Especialistas internacionais afirmam que ações de Israel em Gaza atendem aos critérios de 'genocídio'
A principal associação internacional de especialistas em genocídio aprovou uma resolução afirmando que os critérios legais para considerar que Israel comete genocídio em Gaza estão preenchidos. A declaração foi feita nesta segunda-feira (1°) pela presidente da entidade.
A principal associação internacional de especialistas em genocídio aprovou uma resolução afirmando que os critérios legais para considerar que Israel comete genocídio em Gaza estão preenchidos. A declaração foi feita nesta segunda-feira (1°) pela presidente da entidade.
Segundo o texto, "as políticas e ações de Israel em Gaza correspondem à definição jurídica de genocídio estabelecida no artigo II da Convenção das Nações Unidas para a Prevenção e Repressão do Crime de Genocídio (1948)". A resolução foi apoiada por 86% dos votantes da Associação Internacional de Pesquisadores do Genocídio, que reúne cerca de 500 membros.

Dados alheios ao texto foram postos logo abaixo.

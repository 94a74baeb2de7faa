//! Queue-entry rows.

use chrono::{DateTime, Utc};
use outreach_core::error::{FailureKind, Result};
use outreach_core::queue::{EntryStatus, QueueEntry, RecipientRef};
use outreach_core::types::TriggerOrigin;
use rusqlite::params;

use crate::{Store, db_err, opt_ts, parse_opt_ts, parse_ts, to_ts};

impl Store {
    /// Insert a fresh entry.
    pub fn insert_entry(&self, entry: &QueueEntry) -> Result<()> {
        let (recipient_kind, recipient_id) = match &entry.recipient {
            RecipientRef::Candidate(id) => ("candidate", id.clone()),
            RecipientRef::Contact(id) => ("contact", id.clone()),
        };
        self.lock()
            .execute(
                "INSERT INTO queue_entries
                 (id, owner, identity_id, recipient_kind, recipient_id, task_id,
                  subject, body, status, retry_count, failure_reason,
                  failure_kind, origin, created_at, sent_at)
                 VALUES (?1, ?2, ?3, ?4, ?5, ?6, ?7, ?8, ?9, ?10, ?11, ?12, ?13, ?14, ?15)",
                params![
                    entry.id,
                    entry.owner,
                    entry.identity_id,
                    recipient_kind,
                    recipient_id,
                    entry.task_id,
                    entry.subject,
                    entry.body,
                    entry.status.as_str(),
                    entry.retry_count,
                    entry.failure_reason,
                    entry.failure_kind.map(|k| k.as_str()),
                    entry.origin.as_str(),
                    to_ts(entry.created_at),
                    opt_ts(entry.sent_at),
                ],
            )
            .map_err(db_err)?;
        Ok(())
    }

    /// Persist the attempt outcome recorded on the entry.
    pub fn update_entry(&self, entry: &QueueEntry) -> Result<()> {
        self.lock()
            .execute(
                "UPDATE queue_entries SET
                     status = ?1, retry_count = ?2, failure_reason = ?3,
                     failure_kind = ?4, sent_at = ?5
                 WHERE id = ?6",
                params![
                    entry.status.as_str(),
                    entry.retry_count,
                    entry.failure_reason,
                    entry.failure_kind.map(|k| k.as_str()),
                    opt_ts(entry.sent_at),
                    entry.id,
                ],
            )
            .map_err(db_err)?;
        Ok(())
    }

    pub fn load_entry(&self, id: &str) -> Result<Option<QueueEntry>> {
        let conn = self.lock();
        let mut stmt = conn
            .prepare(&format!("{ENTRY_SELECT} WHERE id = ?1"))
            .map_err(db_err)?;
        let mut rows = stmt.query_map([id], row_to_entry).map_err(db_err)?;
        match rows.next() {
            Some(Ok(entry)) => Ok(Some(entry)),
            Some(Err(e)) => Err(db_err(e)),
            None => Ok(None),
        }
    }

    /// Entries a drain pass may attempt: pending ones, plus failed ones
    /// still under the retry ceiling whose failure class is retryable.
    pub fn load_attemptable_entries(
        &self,
        retry_ceiling: u32,
        limit: usize,
    ) -> Result<Vec<QueueEntry>> {
        let conn = self.lock();
        let mut stmt = conn
            .prepare(&format!(
                "{ENTRY_SELECT} WHERE status = 'pending'
                    OR (status = 'failed' AND retry_count < ?1
                        AND (failure_kind IS NULL OR failure_kind IN
                             ('network', 'quota_exceeded', 'unknown')))
                 ORDER BY created_at LIMIT ?2"
            ))
            .map_err(db_err)?;
        let rows = stmt
            .query_map(params![retry_ceiling, limit as i64], row_to_entry)
            .map_err(db_err)?;
        rows.collect::<std::result::Result<Vec<_>, _>>().map_err(db_err)
    }

    /// Batch status lookup for async-batch polling.
    pub fn load_entries_by_ids(&self, ids: &[String]) -> Result<Vec<QueueEntry>> {
        if ids.is_empty() {
            return Ok(Vec::new());
        }
        let placeholders = std::iter::repeat_n("?", ids.len())
            .collect::<Vec<_>>()
            .join(",");
        let conn = self.lock();
        let mut stmt = conn
            .prepare(&format!("{ENTRY_SELECT} WHERE id IN ({placeholders})"))
            .map_err(db_err)?;
        let rows = stmt
            .query_map(rusqlite::params_from_iter(ids.iter()), row_to_entry)
            .map_err(db_err)?;
        rows.collect::<std::result::Result<Vec<_>, _>>().map_err(db_err)
    }

    /// Retention purge: drop old entries that can no longer change.
    /// Pending entries are never purged.
    pub fn purge_entries_before(&self, cutoff: DateTime<Utc>) -> Result<usize> {
        let count = self
            .lock()
            .execute(
                "DELETE FROM queue_entries
                 WHERE status != 'pending' AND created_at < ?1",
                params![to_ts(cutoff)],
            )
            .map_err(db_err)?;
        Ok(count)
    }
}

const ENTRY_SELECT: &str = "SELECT id, owner, identity_id, recipient_kind, recipient_id, task_id, \
     subject, body, status, retry_count, failure_reason, failure_kind, \
     origin, created_at, sent_at \
     FROM queue_entries";

fn row_to_entry(row: &rusqlite::Row<'_>) -> rusqlite::Result<QueueEntry> {
    let recipient_kind: String = row.get(3)?;
    let recipient_id: String = row.get(4)?;
    let recipient = if recipient_kind == "candidate" {
        RecipientRef::Candidate(recipient_id)
    } else {
        RecipientRef::Contact(recipient_id)
    };
    let status: String = row.get(8)?;
    let failure_kind: Option<String> = row.get(11)?;
    let origin: String = row.get(12)?;
    let created_at: String = row.get(13)?;
    let sent_at: Option<String> = row.get(14)?;

    Ok(QueueEntry {
        id: row.get(0)?,
        owner: row.get(1)?,
        identity_id: row.get(2)?,
        recipient,
        task_id: row.get(5)?,
        subject: row.get(6)?,
        body: row.get(7)?,
        status: EntryStatus::parse(&status),
        retry_count: row.get(9)?,
        failure_reason: row.get(10)?,
        failure_kind: failure_kind.map(|k| FailureKind::parse(&k)),
        origin: TriggerOrigin::parse(&origin),
        created_at: parse_ts(&created_at),
        sent_at: parse_opt_ts(sent_at),
    })
}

O ministério israelense das Relações Exteriores classificou a declaração como vergonhosa e "totalmente baseada na campanha de mentiras do Hamas".
Israel nega categoricamente que suas ações na Faixa de Gaza constituam genocídio e atualmente contesta uma denúncia apresentada à Corte Internacional de Justiça (CIJ), sediada em Haia.
A ofensiva israelense em Gaza começou em outubro de 2023, como resposta ao ataque do Hamas ao território israelense a partir do enclave palestino, que deixou 1.200 mortos e mais de 250 pessoas sequestradas.
Desde então, a operação militar israelense causou a morte de cerca de 63 mil pessoas em Gaza, destruiu ou danificou grande parte das edificações do território e forçou quase toda a população a abandonar suas casas pelo menos uma vez.
A Convenção de 1948 define genocídio como atos cometidos "com a intenção de destruir, total ou parcialmente, um grupo nacional, étnico, racial ou religioso, enquanto tal".
Entre os atos que caracterizam genocídio estão o assassinato de membros do grupo, agressões graves à integridade física ou mental, imposição deliberada de condições de vida que levem à destruição física, medidas para impedir nascimentos e transferência forçada de crianças para outros grupos.
"Obrigação legal e moral"
Ismaïl al-Thawabta, diretor do escritório de imprensa do Hamas em Gaza, declarou que essa posição científica reforça as evidências apresentadas nos tribunais internacionais. Segundo ele, a resolução impõe à comunidade internacional uma obrigação legal e moral de agir com urgência para interromper os crimes, proteger os civis e responsabilizar os líderes da ocupação.
O documento de três páginas exige que Israel interrompa imediatamente todos os atos que constituem genocídio, crimes de guerra e crimes contra a humanidade contra os palestinos em Gaza. Isso inclui ataques deliberados e assassinatos de civis — inclusive crianças —, fome, bloqueio de ajuda humanitária, água, combustível e outros recursos essenciais, violência sexual e reprodutiva, e deslocamento forçado da população.
A resolução também reconhece que o ataque do Hamas em 7 de outubro de 2023 contra Israel, que desencadeou a ofensiva israelense, constitui um "crime internacional".
"Esta é uma declaração definitiva dos especialistas em estudos sobre genocídio de que o que está acontecendo atualmente em Gaza é um genocídio", afirmou à agência de notícias Reuters Melanie O'Brien, presidente da associação e professora de direito internacional na Universidade da Austrália Ocidental.
Desde sua fundação em 1994, a associação já aprovou nove resoluções reconhecendo episódios históricos ou atuais como genocídios.